Problem statement. Make a word-for-word copy of the entries below from their first line through the line with "field (actor identifiers)", and add nothing.
***** Source information *****
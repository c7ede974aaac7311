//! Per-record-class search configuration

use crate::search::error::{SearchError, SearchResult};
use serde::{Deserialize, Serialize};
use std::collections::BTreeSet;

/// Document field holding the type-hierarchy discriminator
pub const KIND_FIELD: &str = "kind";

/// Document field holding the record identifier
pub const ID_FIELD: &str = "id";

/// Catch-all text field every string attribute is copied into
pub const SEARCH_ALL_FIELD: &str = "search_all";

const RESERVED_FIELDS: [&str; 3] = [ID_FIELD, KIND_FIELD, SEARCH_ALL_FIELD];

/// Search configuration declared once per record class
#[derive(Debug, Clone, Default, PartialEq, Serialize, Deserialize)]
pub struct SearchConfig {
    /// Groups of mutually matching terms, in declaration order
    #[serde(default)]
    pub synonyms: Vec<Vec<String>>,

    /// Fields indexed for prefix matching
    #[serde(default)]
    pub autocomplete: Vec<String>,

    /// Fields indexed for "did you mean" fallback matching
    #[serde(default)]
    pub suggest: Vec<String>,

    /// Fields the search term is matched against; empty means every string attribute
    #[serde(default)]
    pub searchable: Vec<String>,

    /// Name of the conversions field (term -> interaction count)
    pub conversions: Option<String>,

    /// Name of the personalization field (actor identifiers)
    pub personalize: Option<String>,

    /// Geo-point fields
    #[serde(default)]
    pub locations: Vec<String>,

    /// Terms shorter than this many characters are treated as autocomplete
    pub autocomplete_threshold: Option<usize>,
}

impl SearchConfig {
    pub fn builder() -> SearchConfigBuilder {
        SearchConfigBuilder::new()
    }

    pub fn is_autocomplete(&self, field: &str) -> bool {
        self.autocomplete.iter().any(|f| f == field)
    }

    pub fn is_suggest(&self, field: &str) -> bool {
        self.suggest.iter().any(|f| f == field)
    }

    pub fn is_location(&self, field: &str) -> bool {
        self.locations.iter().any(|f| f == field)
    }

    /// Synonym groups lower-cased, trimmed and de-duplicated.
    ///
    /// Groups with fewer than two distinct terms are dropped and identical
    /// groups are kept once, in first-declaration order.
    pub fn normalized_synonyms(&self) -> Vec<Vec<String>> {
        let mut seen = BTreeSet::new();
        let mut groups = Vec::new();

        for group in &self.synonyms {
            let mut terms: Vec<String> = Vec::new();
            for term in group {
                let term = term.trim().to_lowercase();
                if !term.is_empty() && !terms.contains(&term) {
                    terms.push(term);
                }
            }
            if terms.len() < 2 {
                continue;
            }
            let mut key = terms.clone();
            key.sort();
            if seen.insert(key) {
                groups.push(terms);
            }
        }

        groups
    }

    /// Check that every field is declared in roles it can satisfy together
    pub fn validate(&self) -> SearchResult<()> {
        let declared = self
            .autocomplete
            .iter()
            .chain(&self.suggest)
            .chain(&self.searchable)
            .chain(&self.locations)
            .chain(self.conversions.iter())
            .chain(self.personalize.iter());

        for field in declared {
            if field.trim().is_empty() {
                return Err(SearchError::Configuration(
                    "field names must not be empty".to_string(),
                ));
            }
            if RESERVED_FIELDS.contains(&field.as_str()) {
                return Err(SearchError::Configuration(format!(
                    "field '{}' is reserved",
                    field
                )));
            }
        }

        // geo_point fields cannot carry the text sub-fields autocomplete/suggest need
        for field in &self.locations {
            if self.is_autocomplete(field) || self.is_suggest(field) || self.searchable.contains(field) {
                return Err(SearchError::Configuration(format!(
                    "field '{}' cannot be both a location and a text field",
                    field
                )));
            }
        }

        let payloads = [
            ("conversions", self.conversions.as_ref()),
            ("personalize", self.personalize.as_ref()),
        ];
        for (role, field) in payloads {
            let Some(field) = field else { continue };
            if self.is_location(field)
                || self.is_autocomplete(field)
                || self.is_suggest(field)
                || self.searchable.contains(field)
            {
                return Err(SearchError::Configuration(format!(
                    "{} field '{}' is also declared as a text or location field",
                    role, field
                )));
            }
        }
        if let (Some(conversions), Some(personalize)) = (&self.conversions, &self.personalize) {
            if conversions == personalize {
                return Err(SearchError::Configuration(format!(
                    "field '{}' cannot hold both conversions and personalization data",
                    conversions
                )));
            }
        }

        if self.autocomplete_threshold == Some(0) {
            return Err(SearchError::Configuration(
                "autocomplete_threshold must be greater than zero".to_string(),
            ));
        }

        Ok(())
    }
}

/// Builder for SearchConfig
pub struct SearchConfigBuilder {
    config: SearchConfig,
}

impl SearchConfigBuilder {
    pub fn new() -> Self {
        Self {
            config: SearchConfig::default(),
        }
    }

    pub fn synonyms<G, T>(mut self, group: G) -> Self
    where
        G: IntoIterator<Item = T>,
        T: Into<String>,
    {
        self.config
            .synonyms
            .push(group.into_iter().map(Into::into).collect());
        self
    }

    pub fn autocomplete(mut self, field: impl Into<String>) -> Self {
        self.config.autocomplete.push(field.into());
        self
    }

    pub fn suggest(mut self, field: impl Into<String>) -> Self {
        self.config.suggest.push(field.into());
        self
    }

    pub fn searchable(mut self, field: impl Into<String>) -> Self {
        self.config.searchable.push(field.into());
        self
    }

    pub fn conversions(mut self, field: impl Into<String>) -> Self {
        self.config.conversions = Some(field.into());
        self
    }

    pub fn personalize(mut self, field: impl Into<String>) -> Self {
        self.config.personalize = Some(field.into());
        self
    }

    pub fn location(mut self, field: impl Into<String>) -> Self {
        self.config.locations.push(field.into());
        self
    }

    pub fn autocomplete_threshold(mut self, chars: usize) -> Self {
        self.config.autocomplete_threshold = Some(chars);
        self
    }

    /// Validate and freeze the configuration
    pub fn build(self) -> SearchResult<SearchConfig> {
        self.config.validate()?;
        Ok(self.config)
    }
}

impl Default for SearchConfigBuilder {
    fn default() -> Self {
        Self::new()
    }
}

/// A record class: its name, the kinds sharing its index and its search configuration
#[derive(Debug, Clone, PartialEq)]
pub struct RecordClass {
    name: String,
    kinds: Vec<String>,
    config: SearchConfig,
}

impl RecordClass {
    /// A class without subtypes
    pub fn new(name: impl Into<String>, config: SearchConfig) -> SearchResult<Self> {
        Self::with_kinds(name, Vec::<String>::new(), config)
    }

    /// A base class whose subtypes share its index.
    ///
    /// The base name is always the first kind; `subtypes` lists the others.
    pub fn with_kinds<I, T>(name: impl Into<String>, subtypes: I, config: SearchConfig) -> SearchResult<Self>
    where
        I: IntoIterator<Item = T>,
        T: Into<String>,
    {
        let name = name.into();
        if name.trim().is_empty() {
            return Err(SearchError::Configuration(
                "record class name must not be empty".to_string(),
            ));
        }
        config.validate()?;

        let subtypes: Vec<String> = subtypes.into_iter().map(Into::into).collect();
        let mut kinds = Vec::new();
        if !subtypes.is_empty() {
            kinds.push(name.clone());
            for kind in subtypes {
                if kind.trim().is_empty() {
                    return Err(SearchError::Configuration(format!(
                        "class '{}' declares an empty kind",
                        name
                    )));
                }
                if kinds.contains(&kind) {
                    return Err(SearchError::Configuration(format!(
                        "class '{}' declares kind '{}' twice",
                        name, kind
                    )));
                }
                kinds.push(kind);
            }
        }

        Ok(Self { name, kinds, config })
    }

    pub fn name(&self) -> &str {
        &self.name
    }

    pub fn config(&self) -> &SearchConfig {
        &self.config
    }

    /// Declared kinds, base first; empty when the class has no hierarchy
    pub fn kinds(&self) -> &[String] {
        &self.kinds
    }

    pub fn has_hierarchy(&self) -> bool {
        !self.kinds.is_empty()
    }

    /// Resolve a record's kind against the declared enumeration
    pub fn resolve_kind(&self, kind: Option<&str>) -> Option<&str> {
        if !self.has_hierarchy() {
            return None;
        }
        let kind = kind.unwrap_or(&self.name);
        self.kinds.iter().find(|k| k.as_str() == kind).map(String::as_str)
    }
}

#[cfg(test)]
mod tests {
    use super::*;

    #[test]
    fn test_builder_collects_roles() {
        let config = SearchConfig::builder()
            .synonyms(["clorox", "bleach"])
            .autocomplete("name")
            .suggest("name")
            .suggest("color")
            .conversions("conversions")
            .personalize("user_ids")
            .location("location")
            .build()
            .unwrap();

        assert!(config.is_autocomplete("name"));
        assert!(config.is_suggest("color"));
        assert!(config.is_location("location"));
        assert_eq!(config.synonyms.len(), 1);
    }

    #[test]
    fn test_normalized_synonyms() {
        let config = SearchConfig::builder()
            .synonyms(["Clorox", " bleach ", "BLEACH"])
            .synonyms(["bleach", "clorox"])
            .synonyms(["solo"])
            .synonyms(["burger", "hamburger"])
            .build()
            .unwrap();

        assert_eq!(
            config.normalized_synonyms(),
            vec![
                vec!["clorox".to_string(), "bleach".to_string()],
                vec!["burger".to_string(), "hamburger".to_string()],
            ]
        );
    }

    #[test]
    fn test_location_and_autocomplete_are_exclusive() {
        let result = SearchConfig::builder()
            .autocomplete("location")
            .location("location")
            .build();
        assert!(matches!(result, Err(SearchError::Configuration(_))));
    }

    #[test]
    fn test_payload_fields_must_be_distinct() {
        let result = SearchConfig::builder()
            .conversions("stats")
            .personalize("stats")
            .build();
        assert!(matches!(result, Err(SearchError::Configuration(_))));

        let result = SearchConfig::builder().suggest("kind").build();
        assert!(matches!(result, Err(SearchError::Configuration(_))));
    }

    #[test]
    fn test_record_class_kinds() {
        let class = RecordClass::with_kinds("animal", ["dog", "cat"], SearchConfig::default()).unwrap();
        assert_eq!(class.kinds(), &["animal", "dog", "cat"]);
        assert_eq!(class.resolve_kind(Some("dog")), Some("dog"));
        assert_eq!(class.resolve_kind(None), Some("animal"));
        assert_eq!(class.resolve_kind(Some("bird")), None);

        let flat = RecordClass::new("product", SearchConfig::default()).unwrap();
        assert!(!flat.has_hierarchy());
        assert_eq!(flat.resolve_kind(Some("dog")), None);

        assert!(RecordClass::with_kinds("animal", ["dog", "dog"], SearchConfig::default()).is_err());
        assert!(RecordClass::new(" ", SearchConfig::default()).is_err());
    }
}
*****
Response area.
repository c7ede974aaac7311
//! Per-record-class search configuration

use crate::search::error::{SearchError, SearchResult};
use serde::{Deserialize, Serialize};
use std::collections::BTreeSet;

/// Document field holding the type-hierarchy discriminator
pub const KIND_FIELD: &str = "kind";

/// Document field holding the record identifier
pub const ID_FIELD: &str = "id";

/// Catch-all text field every string attribute is copied into
pub const SEARCH_ALL_FIELD: &str = "search_all";

const RESERVED_FIELDS: [&str; 3] = [ID_FIELD, KIND_FIELD, SEARCH_ALL_FIELD];

/// Search configuration declared once per record class
#[derive(Debug, Clone, Default, PartialEq, Serialize, Deserialize)]
pub struct SearchConfig {
    /// Groups of mutually matching terms, in declaration order
    #[serde(default)]
    pub synonyms: Vec<Vec<String>>,

    /// Fields indexed for prefix matching
    #[serde(default)]
    pub autocomplete: Vec<String>,

    /// Fields indexed for "did you mean" fallback matching
    #[serde(default)]
    pub suggest: Vec<String>,

    /// Fields the search term is matched against; empty means every string attribute
    #[serde(default)]
    pub searchable: Vec<String>,

    /// Name of the conversions field (term -> interaction count)
    pub conversions: Option<String>,

    /// Name of the personalization field (actor identifiers)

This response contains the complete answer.